Records to process section start

//! Local polynomial regression (loess) of one response on one predictor.
//!
//! Each point is fitted by weighted least squares over its `⌊span·n⌋` nearest
//! neighbours with tricube weights, evaluated directly at every point (no
//! interpolation surface). Compiled only with the `loess` feature; without it
//! [`loess_fit`] reports a missing capability.

use crate::error::{HvgError, Result};

/// Smoothed values of `y` against `x`, one per input point, in input order.
///
/// `degree` is the local polynomial degree (0, 1 or 2).
#[cfg(feature = "loess")]
pub fn loess_fit(x: &[f64], y: &[f64], span: f64, degree: usize) -> Result<Vec<f64>> {
    fit::fit(x, y, span, degree)
}

#[cfg(not(feature = "loess"))]
pub fn loess_fit(_x: &[f64], _y: &[f64], _span: f64, _degree: usize) -> Result<Vec<f64>> {
    require_loess().map(|_| Vec::new())
}

/// Fails with guidance when local regression was not compiled in.
pub fn require_loess() -> Result<()> {
    if cfg!(feature = "loess") {
        Ok(())
    } else {
        Err(HvgError::MissingCapability(
            "flavor 'seurat_v3' needs local regression; rebuild composable-hvg with the \
             `loess` feature enabled (e.g. `cargo build --features loess`)"
                .to_string(),
        ))
    }
}

#[cfg(feature = "loess")]
mod fit {
    use super::*;
    use nalgebra::{Matrix2, Matrix3, Vector2, Vector3};
    use rayon::prelude::*;
    use std::cmp::Ordering;

    pub(super) fn fit(x: &[f64], y: &[f64], span: f64, degree: usize) -> Result<Vec<f64>> {
        if x.len() != y.len() {
            return Err(HvgError::DimensionMismatch {
                expected: x.len(),
                actual: y.len(),
            });
        }
        if !(span > 0.0 && span <= 1.0) {
            return Err(HvgError::InvalidParameter(format!(
                "loess span must be in (0, 1], got {}",
                span
            )));
        }
        if degree > 2 {
            return Err(HvgError::InvalidParameter(format!(
                "loess degree must be 0, 1 or 2, got {}",
                degree
            )));
        }
        if x.iter().chain(y).any(|v| !v.is_finite()) {
            return Err(HvgError::Numerical(
                "loess input contains non-finite values".to_string(),
            ));
        }

        let n = x.len();
        if n == 0 {
            return Ok(Vec::new());
        }

        let mut order: Vec<usize> = (0..n).collect();
        order.sort_by(|&a, &b| x[a].partial_cmp(&x[b]).unwrap_or(Ordering::Equal));
        let xs: Vec<f64> = order.iter().map(|&i| x[i]).collect();
        let ys: Vec<f64> = order.iter().map(|&i| y[i]).collect();

        let q = ((span * n as f64).floor() as usize).clamp((degree + 1).min(n), n);
        let windows = neighbour_windows(&xs, q);

        let fitted_sorted: Vec<f64> = (0..n)
            .into_par_iter()
            .map(|i| local_fit(&xs, &ys, i, windows[i], q, degree))
            .collect();

        let mut fitted = vec![0.0; n];
        for (pos, &orig) in order.iter().enumerate() {
            fitted[orig] = fitted_sorted[pos];
        }
        Ok(fitted)
    }

    /// Start of the `q`-point window of nearest neighbours for every sorted point.
    fn neighbour_windows(xs: &[f64], q: usize) -> Vec<usize> {
        let n = xs.len();
        let mut lo = 0;
        xs.iter()
            .map(|&xi| {
                while lo + q < n && xs[lo + q] - xi < xi - xs[lo] {
                    lo += 1;
                }
                lo
            })
            .collect()
    }

    fn local_fit(xs: &[f64], ys: &[f64], i: usize, lo: usize, q: usize, degree: usize) -> f64 {
        let xi = xs[i];
        let window = lo..lo + q;
        let d = (xi - xs[lo]).max(xs[lo + q - 1] - xi);

        if d <= 0.0 {
            // All neighbours share the same x.
            let tied: Vec<f64> = window.map(|k| ys[k]).collect();
            return tied.iter().sum::<f64>() / tied.len() as f64;
        }

        // Sums of w·uᵖ and w·uᵖ·y with u scaled into [-1, 1].
        let mut s = [0.0f64; 5];
        let mut t = [0.0f64; 3];
        for k in window {
            let u = (xs[k] - xi) / d;
            let r = u.abs();
            if r >= 1.0 {
                continue;
            }
            let w = (1.0 - r * r * r).powi(3);
            let mut up = w;
            for p in 0..5 {
                s[p] += up;
                if p < 3 {
                    t[p] += up * ys[k];
                }
                up *= u;
            }
        }

        if degree >= 2 {
            let a = Matrix3::new(s[0], s[1], s[2], s[1], s[2], s[3], s[2], s[3], s[4]);
            if let Some(beta) = a.lu().solve(&Vector3::new(t[0], t[1], t[2])) {
                if beta[0].is_finite() {
                    return beta[0];
                }
            }
        }
        if degree >= 1 {
            let a = Matrix2::new(s[0], s[1], s[1], s[2]);
            if let Some(beta) = a.lu().solve(&Vector2::new(t[0], t[1])) {
                if beta[0].is_finite() {
                    return beta[0];
                }
            }
        }
        if s[0] > 0.0 {
            t[0] / s[0]
        } else {
            ys[i]
        }
    }
}


#[cfg(all(test, not(feature = "loess")))]
mod without_loess_tests {
    use super::*;

    #[test]
    fn test_fit_reports_missing_capability() {
        assert!(matches!(require_loess(), Err(HvgError::MissingCapability(_))));
        assert!(matches!(
            loess_fit(&[1.0, 2.0, 3.0], &[1.0, 2.0, 3.0], 0.5, 2),
            Err(HvgError::MissingCapability(_))
        ));
    }
}
//! Composable Highly Variable Gene (HVG) Selection Library
//!
//! This library selects highly variable genes from single-cell expression
//! matrices, the feature-selection step that precedes dimensionality
//! reduction and clustering.
//!
//! # Overview
//!
//! The library is organized into composable modules:
//!
//! - **data**: Core data structures (ExpressionMatrix, CellMetadata, AnnotatedMatrix, HvgTable)
//! - **stats**: Per-gene moments, robust summaries, loess
//! - **filter**: Detection-based gene filtering
//! - **hvg**: Flavors (`seurat`, `cell_ranger`, `seurat_v3`), cutoffs, batch aggregation
//! - **observe**: Diagnostic sinks
//!
//! # Example
//!
//! ```no_run
//! use composable_hvg::prelude::*;
//!
//! // Load data
//! let counts = ExpressionMatrix::from_tsv("counts.tsv").unwrap();
//! let obs = CellMetadata::from_tsv("obs.tsv").unwrap();
//! let adata = AnnotatedMatrix::new(counts).with_obs(obs).unwrap();
//!
//! // Rank genes by regularized variance within each sample
//! let table = HvgSelector::new()
//!     .flavor(Flavor::SeuratV3)
//!     .n_top_genes(2000)
//!     .batch_key("sample")
//!     .compute(&adata)
//!     .unwrap();
//! println!("{}", table.summary());
//! ```

pub mod data;
pub mod error;
pub mod filter;
pub mod hvg;
pub mod observe;
pub mod stats;

/// Convenient re-exports for common usage.
pub mod prelude {
    pub use crate::data::{
        AnnotatedMatrix, BatchLabels, CellMetadata, ExpressionMatrix, GeneReductions, GeneStats,
        HvgSummary, HvgTable, Log1pInfo, MatrixData, VarColumn, Variable, VariableType,
    };
    pub use crate::error::{HvgError, Result};
    pub use crate::filter::{filter_genes_min_cells, subset_genes_min_cells, GeneFilterResult};
    pub use crate::hvg::{
        compute_highly_variable_genes, highly_variable_batched, highly_variable_dispersion,
        highly_variable_genes, highly_variable_seurat_v3, Cutoff, DispersionParams,
        DispersionStats, Flavor, HvgConfig, HvgSelector, IntervalCutoffs, MeanBins,
        SeuratV3Params,
    };
    pub use crate::observe::{CollectingObserver, LogObserver, Observer};
    pub use crate::stats::{gene_moments, loess_fit, mean_var, mean_var_chunked, MomentAccumulator};
}
//! Regularized variance of raw counts (`seurat_v3`).
//!
//! Within each batch the log-variance/log-mean trend is fitted by loess, counts
//! are clipped at `mean + sqrt(N)·σ_reg`, and the variance of the clipped,
//! standardized counts ranks the genes. Batches are combined by median rank.

use crate::data::{BatchLabels, ExpressionMatrix, GeneStats};
use crate::error::{HvgError, Result};
use crate::hvg::cutoff::clamp_n_top;
use crate::hvg::DEFAULT_V3_N_TOP_GENES;
use crate::observe::Observer;
use crate::stats::loess::{loess_fit, require_loess};
use crate::stats::moments::gene_moments;
use crate::stats::summary::{cmp_asc_nan_last, descending_ranks, median};
use rayon::prelude::*;

/// Inputs of a `seurat_v3` run.
#[derive(Debug, Clone, Copy, PartialEq)]
pub struct SeuratV3Params {
    pub n_top_genes: usize,
    /// Loess neighbourhood as a fraction of genes.
    pub span: f64,
    /// Warn when the counts are not non-negative integers.
    pub check_values: bool,
    pub chunk_size: Option<usize>,
}

impl Default for SeuratV3Params {
    fn default() -> Self {
        Self {
            n_top_genes: DEFAULT_V3_N_TOP_GENES,
            span: 0.3,
            check_values: true,
            chunk_size: None,
        }
    }
}

/// Normalized variance of each gene after loess regularization and clipping.
///
/// Genes with zero variance keep a regularized standard deviation of 1.
///
/// # Arguments
/// * `matrix` - Raw counts, cells × genes
/// * `span` - Loess neighbourhood as a fraction of the varying genes
/// * `chunk_size` - Reduce moments this many cells at a time
///
/// # Returns
/// The variance of the clipped, standardized counts for every gene.
pub fn regularized_variances(
    matrix: &ExpressionMatrix,
    span: f64,
    chunk_size: Option<usize>,
) -> Result<Vec<f64>> {
    let (means, variances) = gene_moments(matrix, chunk_size)?;
    let n = matrix.n_cells() as f64;

    let varying: Vec<usize> = (0..variances.len())
        .filter(|&g| variances[g] > 0.0)
        .collect();
    let mut log_trend = vec![0.0; variances.len()];
    if !varying.is_empty() {
        let x: Vec<f64> = varying.iter().map(|&g| means[g].log10()).collect();
        let y: Vec<f64> = varying.iter().map(|&g| variances[g].log10()).collect();
        let fitted = loess_fit(&x, &y, span, 2)?;
        for (&g, f) in varying.iter().zip(fitted) {
            log_trend[g] = f;
        }
    }

    let reg_std: Vec<f64> = log_trend.iter().map(|f| 10f64.powf(*f).sqrt()).collect();
    let clip: Vec<f64> = reg_std
        .iter()
        .zip(&means)
        .map(|(s, m)| s * n.sqrt() + m)
        .collect();
    let (sums, squares) = matrix.reductions().clipped_sums(&clip);

    Ok((0..means.len())
        .map(|g| {
            let m = means[g];
            let s = reg_std[g];
            (n * m * m + squares[g] - 2.0 * m * sums[g]) / ((n - 1.0) * s * s)
        })
        .collect())
}

/// `seurat_v3` selection, in input gene order.
///
/// With `batches`, every batch is regularized separately and the output
/// carries `highly_variable_nbatches`.
///
/// # Arguments
/// * `matrix` - Raw counts, cells × genes
/// * `batches` - Optional batch of every cell
/// * `params` - Number of genes, loess span, value check and chunking
/// * `observer` - Receives the non-integer and clamp warnings
///
/// # Returns
/// One row per gene with `means`, `variances`, `variances_norm` and the
/// median rank, or `MissingCapability` when loess is not compiled in.
pub fn highly_variable_seurat_v3(
    matrix: &ExpressionMatrix,
    batches: Option<&BatchLabels>,
    params: &SeuratV3Params,
    observer: &dyn Observer,
) -> Result<Vec<GeneStats>> {
    require_loess()?;
    if params.n_top_genes == 0 {
        return Err(HvgError::InvalidParameter(
            "n_top_genes must be at least 1".to_string(),
        ));
    }
    if params.check_values && !matrix.reductions().is_nonnegative_integer() {
        observer.warn(
            "`flavor='seurat_v3'` expects raw count data, but non-integers were found.",
        );
    }

    let (means, variances) = gene_moments(matrix, params.chunk_size)?;

    let single;
    let labels = match batches {
        Some(labels) => labels,
        None => {
            single = BatchLabels::single(matrix.n_cells());
            &single
        }
    };
    let per_batch: Vec<Vec<f64>> = if labels.n_batches() == 1 {
        vec![regularized_variances(matrix, params.span, params.chunk_size)?]
    } else {
        (0..labels.n_batches())
            .into_par_iter()
            .map(|b| {
                let cells = matrix.subset_cells(&labels.cells_in(b))?;
                regularized_variances(&cells, params.span, params.chunk_size)
            })
            .collect::<Result<Vec<_>>>()?
    };

    let n_genes = matrix.n_genes();
    let n_top = params.n_top_genes;
    let ranks: Vec<Vec<f64>> = per_batch
        .iter()
        .map(|norm| {
            descending_ranks(norm)
                .into_iter()
                .map(|r| if r < n_top { r as f64 } else { f64::NAN })
                .collect()
        })
        .collect();

    let nbatches: Vec<usize> = (0..n_genes)
        .map(|g| ranks.iter().filter(|r| !r[g].is_nan()).count())
        .collect();
    let median_rank: Vec<f64> = (0..n_genes)
        .map(|g| median(&ranks.iter().map(|r| r[g]).collect::<Vec<_>>()))
        .collect();
    let variances_norm: Vec<f64> = (0..n_genes)
        .map(|g| per_batch.iter().map(|v| v[g]).sum::<f64>() / per_batch.len() as f64)
        .collect();

    let mut order: Vec<usize> = (0..n_genes).collect();
    order.sort_by(|&a, &b| {
        cmp_asc_nan_last(median_rank[a], median_rank[b]).then(nbatches[b].cmp(&nbatches[a]))
    });
    let n_selected = clamp_n_top(n_top, n_genes, observer);
    let mut selected = vec![false; n_genes];
    for &g in order.iter().take(n_selected) {
        selected[g] = true;
    }

    Ok(matrix
        .gene_ids()
        .iter()
        .enumerate()
        .map(|(g, id)| {
            let mut gene = GeneStats::new(id.clone(), means[g]);
            gene.variances = Some(variances[g]);
            gene.variances_norm = Some(variances_norm[g]);
            gene.highly_variable_rank = Some(median_rank[g]);
            if batches.is_some() {
                gene.highly_variable_nbatches = Some(nbatches[g]);
            }
            gene.highly_variable = selected[g];
            gene
        })
        .collect())
}
//! Cross-batch aggregation for the dispersion flavors.
//!
//! Each batch is processed on its own, restricted to the genes detected in
//! that batch. Genes missing from a batch contribute a zero row (not
//! selected) so every batch reports every gene. The per-batch tables are then
//! averaged per gene and the final selection is re-derived.

use crate::data::{BatchLabels, ExpressionMatrix, GeneStats};
use crate::error::Result;
use crate::filter::filter_genes_min_cells;
use crate::hvg::cutoff::Cutoff;
use crate::hvg::dispersion::{highly_variable_dispersion, DispersionParams};
use crate::observe::Observer;
use crate::stats::summary::{cmp_desc_nan_last, nan_mean};

/// Dispersion-flavor selection over several batches, in input gene order.
///
/// # Arguments
/// * `matrix` - Cells × genes expression values
/// * `batches` - Batch of every cell
/// * `params` - Dispersion parameters applied within each batch
/// * `cutoff` - Applied per batch, then again on the averaged statistics
/// * `observer` - Diagnostics sink, fed batch by batch
///
/// # Returns
/// One row per gene with batch-averaged statistics,
/// `highly_variable_nbatches` and `highly_variable_intersection`.
pub fn highly_variable_batched(
    matrix: &ExpressionMatrix,
    batches: &BatchLabels,
    params: &DispersionParams,
    cutoff: &Cutoff,
    observer: &dyn Observer,
) -> Result<Vec<GeneStats>> {
    let per_batch = (0..batches.n_batches())
        .map(|b| batch_table(matrix, &batches.cells_in(b), params, cutoff, observer))
        .collect::<Result<Vec<_>>>()?;

    let n_batches = per_batch.len();
    let mut genes: Vec<GeneStats> = matrix
        .gene_ids()
        .iter()
        .enumerate()
        .map(|(g, id)| {
            let column = |f: fn(&GeneStats) -> f64| -> Vec<f64> {
                per_batch.iter().map(|t| f(&t[g])).collect()
            };
            let mut gene = GeneStats::new(id.clone(), nan_mean(&column(|s| s.means)));
            gene.dispersions = Some(nan_mean(&column(|s| s.dispersions.unwrap_or(f64::NAN))));
            gene.dispersions_norm = Some(nan_mean(&column(|s| {
                s.dispersions_norm.unwrap_or(f64::NAN)
            })));
            let nbatches = per_batch.iter().filter(|t| t[g].highly_variable).count();
            gene.highly_variable_nbatches = Some(nbatches);
            gene.highly_variable_intersection = Some(nbatches == n_batches);
            gene
        })
        .collect();

    match cutoff {
        Cutoff::TopN(n) => {
            let mut order: Vec<usize> = (0..genes.len()).collect();
            order.sort_by(|&a, &b| {
                let (ga, gb) = (&genes[a], &genes[b]);
                gb.highly_variable_nbatches
                    .cmp(&ga.highly_variable_nbatches)
                    .then(cmp_desc_nan_last(ga.normalized(), gb.normalized()))
            });
            for &g in order.iter().take(*n) {
                genes[g].highly_variable = true;
            }
        }
        Cutoff::Interval(bounds) => {
            for gene in genes.iter_mut() {
                gene.highly_variable = bounds.in_bounds(gene.means, gene.normalized());
            }
        }
    }

    Ok(genes)
}

/// One batch's table over all genes, zero-filled where the gene is undetected.
fn batch_table(
    matrix: &ExpressionMatrix,
    cells: &[usize],
    params: &DispersionParams,
    cutoff: &Cutoff,
    observer: &dyn Observer,
) -> Result<Vec<GeneStats>> {
    let subset = matrix.subset_cells(cells)?;
    let detected = filter_genes_min_cells(&subset, 1);
    let kept = detected.kept_indices();

    let mut table: Vec<GeneStats> = matrix
        .gene_ids()
        .iter()
        .map(|id| {
            let mut gene = GeneStats::new(id.clone(), 0.0);
            gene.dispersions = Some(0.0);
            gene.dispersions_norm = Some(0.0);
            gene
        })
        .collect();
    if kept.is_empty() {
        return Ok(table);
    }

    let subset = subset.subset_genes(&kept)?;
    let stats = highly_variable_dispersion(&subset, params, cutoff, observer)?;
    for (&g, gene) in kept.iter().zip(stats) {
        table[g] = gene;
    }
    Ok(table)
}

Records to process section end

* **What needs to be done**: Retrieve each line from the records above where the word "every" occurs.

* **The completed task**:
//! neighbours with tricube weights, evaluated directly at every point (no
    /// Start of the `q`-point window of nearest neighbours for every sorted point.
/// The variance of the clipped, standardized counts for every gene.
/// With `batches`, every batch is regularized separately and the output
/// * `batches` - Optional batch of every cell
//! selected) so every batch reports every gene. The per-batch tables are then
/// * `batches` - Batch of every cell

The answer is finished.